Stored entries
--------
use std::path::{Path, PathBuf};
use std::time::Duration;

use figment::{
    Figment,
    providers::{Env, Format, Json, Serialized},
};
use serde::{Deserialize, Serialize};
use snafu::{ResultExt, Snafu, ensure};

use crate::cache::DEFAULT_CACHE_CAPACITY;
use crate::frame_queue::DEFAULT_FRAME_INTERVAL_MS;
use crate::viewport::{
    DEFAULT_DEBOUNCE_MS, DEFAULT_NEAR_BOTTOM_PX, DEFAULT_SCROLL_THRESHOLD_PX, ScrollBehavior,
    ViewportThresholds,
};

pub const CONFIG_DIRECTORY_NAME: &str = "scrollback";
pub const CONFIG_FILE_NAME: &str = "scrollback.json";
pub const ENV_PREFIX: &str = "SCROLLBACK_";

#[derive(Debug, Clone, PartialEq, Serialize, Deserialize)]
#[serde(default)]
pub struct ScrollbackConfig {
    pub scroll_threshold_px: f32,
    pub near_bottom_px: f32,
    pub debounce_ms: u64,
    pub cache_capacity: usize,
    pub frame_interval_ms: u64,
    /// Mode used when restoring the anchor after a prepend.
    pub correction_behavior: ScrollBehavior,
    /// Mode used when following new messages to the bottom.
    pub follow_behavior: ScrollBehavior,
}

impl Default for ScrollbackConfig {
    fn default() -> Self {
        Self {
            scroll_threshold_px: DEFAULT_SCROLL_THRESHOLD_PX,
            near_bottom_px: DEFAULT_NEAR_BOTTOM_PX,
            debounce_ms: DEFAULT_DEBOUNCE_MS,
            cache_capacity: DEFAULT_CACHE_CAPACITY,
            frame_interval_ms: DEFAULT_FRAME_INTERVAL_MS,
            correction_behavior: ScrollBehavior::Immediate,
            follow_behavior: ScrollBehavior::Smooth,
        }
    }
}

#[derive(Debug, Snafu)]
#[snafu(visibility(pub(crate)))]
pub enum ConfigError {
    #[snafu(display("failed to extract scrollback config on `{stage}`: {source}"))]
    Extract {
        stage: &'static str,
        source: figment::Error,
    },
    #[snafu(display("invalid scrollback config value for `{field}`: {details}"))]
    InvalidValue {
        stage: &'static str,
        field: &'static str,
        details: String,
    },
}

impl ScrollbackConfig {
    pub fn default_path() -> PathBuf {
        dirs::config_dir()
            .map(|path| path.join(CONFIG_DIRECTORY_NAME))
            .unwrap_or_else(|| PathBuf::from(".scrollback"))
            .join(CONFIG_FILE_NAME)
    }

    /// Defaults, then the JSON file (when present), then `SCROLLBACK_*` variables.
    pub fn figment(path: Option<&Path>) -> Figment {
        let mut figment = Figment::from(Serialized::defaults(Self::default()));
        if let Some(path) = path {
            figment = figment.merge(Json::file(path));
        }
        figment.merge(Env::prefixed(ENV_PREFIX))
    }

    pub fn load(path: Option<&Path>) -> Result<Self, ConfigError> {
        let config = Self::figment(path)
            .extract::<Self>()
            .context(ExtractSnafu {
                stage: "extract-scrollback-config",
            })?;
        config.validate()?;
        Ok(config)
    }

    pub fn load_or_default(path: Option<&Path>) -> Self {
        match Self::load(path) {
            Ok(config) => config,
            Err(error) => {
                tracing::warn!("failed to load scrollback config: {}. using defaults", error);
                Self::default()
            }
        }
    }

    pub fn validate(&self) -> Result<(), ConfigError> {
        for (field, value) in [
            ("scroll_threshold_px", self.scroll_threshold_px),
            ("near_bottom_px", self.near_bottom_px),
        ] {
            ensure!(
                value.is_finite() && value >= 0.0,
                InvalidValueSnafu {
                    stage: "validate-scrollback-config",
                    field,
                    details: format!("expected a finite, non-negative pixel value, got {value}"),
                }
            );
        }
        ensure!(
            self.frame_interval_ms > 0,
            InvalidValueSnafu {
                stage: "validate-scrollback-config",
                field: "frame_interval_ms",
                details: "frame interval must be at least 1ms".to_string(),
            }
        );
        ensure!(
            self.cache_capacity > 0,
            InvalidValueSnafu {
                stage: "validate-scrollback-config",
                field: "cache_capacity",
                details: "render cache needs room for at least one entry".to_string(),
            }
        );
        Ok(())
    }

    pub fn thresholds(&self) -> ViewportThresholds {
        ViewportThresholds {
            scroll_threshold_px: self.scroll_threshold_px,
            near_bottom_px: self.near_bottom_px,
        }
    }

    pub fn debounce(&self) -> Duration {
        Duration::from_millis(self.debounce_ms)
    }

    pub fn frame_interval(&self) -> Duration {
        Duration::from_millis(self.frame_interval_ms)
    }
}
--------
An exact repetition of all the records above is required.

[Expected output]
use std::path::{Path, PathBuf};
use std::time::Duration;

use figment::{
    Figment,
    providers::{Env, Format, Json, Serialized},
};
use serde::{Deserialize, Serialize};
use snafu::{ResultExt, Snafu, ensure};

use crate::cache::DEFAULT_CACHE_CAPACITY;
use crate::frame_queue::DEFAULT_FRAME_INTERVAL_MS;
use crate::viewport::{
    DEFAULT_DEBOUNCE_MS, DEFAULT_NEAR_BOTTOM_PX, DEFAULT_SCROLL_THRESHOLD_PX, ScrollBehavior,
    ViewportThresholds,
};

pub const CONFIG_DIRECTORY_NAME: &str = "scrollback";
pub const CONFIG_FILE_NAME: &str = "scrollback.json";
pub const ENV_PREFIX: &str = "SCROLLBACK_";

#[derive(Debug, Clone, PartialEq, Serialize, Deserialize)]
#[serde(default)]
pub struct ScrollbackConfig {
    pub scroll_threshold_px: f32,
    pub near_bottom_px: f32,
    pub debounce_ms: u64,
    pub cache_capacity: usize,
    pub frame_interval_ms: u64,
    /// Mode used when restoring the anchor after a prepend.
    pub correction_behavior: ScrollBehavior,
    /// Mode used when following new messages to the bottom.
    pub follow_behavior: ScrollBehavior,
}

impl Default for ScrollbackConfig {
    fn default() -> Self {
        Self {
            scroll_threshold_px: DEFAULT_SCROLL_THRESHOLD_PX,
            near_bottom_px: DEFAULT_NEAR_BOTTOM_PX,
            debounce_ms: DEFAULT_DEBOUNCE_MS,
            cache_capacity: DEFAULT_CACHE_CAPACITY,
            frame_interval_ms: DEFAULT_FRAME_INTERVAL_MS,
            correction_behavior: ScrollBehavior::Immediate,
            follow_behavior: ScrollBehavior::Smooth,
        }
    }
}

#[derive(Debug, Snafu)]
#[snafu(visibility(pub(crate)))]
pub enum ConfigError {
    #[snafu(display("failed to extract scrollback config on `{stage}`: {source}"))]
    Extract {
        stage: &'static str,
        source: figment::Error,
    },
    #[snafu(display("invalid scrollback config value for `{field}`: {details}"))]
    InvalidValue {
        stage: &'static str,
        field: &'static str,
        details: String,
    },
}

impl ScrollbackConfig {
    pub fn default_path() -> PathBuf {
        dirs::config_dir()
            .map(|path| path.join(CONFIG_DIRECTORY_NAME))
            .unwrap_or_else(|| PathBuf::from(".scrollback"))
            .join(CONFIG_FILE_NAME)
    }

    /// Defaults, then the JSON file (when present), then `SCROLLBACK_*` variables.
    pub fn figment(path: Option<&Path>) -> Figment {
        let mut figment = Figment::from(Serialized::defaults(Self::default()));
        if let Some(path) = path {
            figment = figment.merge(Json::file(path));
        }
        figment.merge(Env::prefixed(ENV_PREFIX))
    }

    pub fn load(path: Option<&Path>) -> Result<Self, ConfigError> {
        let config = Self::figment(path)
            .extract::<Self>()
            .context(ExtractSnafu {
                stage: "extract-scrollback-config",
            })?;
        config.validate()?;
        Ok(config)
    }

    pub fn load_or_default(path: Option<&Path>) -> Self {
        match Self::load(path) {
            Ok(config) => config,
            Err(error) => {
                tracing::warn!("failed to load scrollback config: {}. using defaults", error);
                Self::default()
            }
        }
    }

    pub fn validate(&self) -> Result<(), ConfigError> {
        for (field, value) in [
            ("scroll_threshold_px", self.scroll_threshold_px),
            ("near_bottom_px", self.near_bottom_px),
        ] {
            ensure!(
                value.is_finite() && value >= 0.0,
                InvalidValueSnafu {
                    stage: "validate-scrollback-config",
                    field,
                    details: format!("expected a finite, non-negative pixel value, got {value}"),
                }
            );
        }
        ensure!(
            self.frame_interval_ms > 0,
            InvalidValueSnafu {
                stage: "validate-scrollback-config",
                field: "frame_interval_ms",
                details: "frame interval must be at least 1ms".to_string(),
            }
        );
        ensure!(
            self.cache_capacity > 0,
            InvalidValueSnafu {
                stage: "validate-scrollback-config",
                field: "cache_capacity",
                details: "render cache needs room for at least one entry".to_string(),
            }
        );
        Ok(())
    }

    pub fn thresholds(&self) -> ViewportThresholds {
        ViewportThresholds {
            scroll_threshold_px: self.scroll_threshold_px,
            near_bottom_px: self.near_bottom_px,
        }
    }

    pub fn debounce(&self) -> Duration {
        Duration::from_millis(self.debounce_ms)
    }

    pub fn frame_interval(&self) -> Duration {
        Duration::from_millis(self.frame_interval_ms)
    }
}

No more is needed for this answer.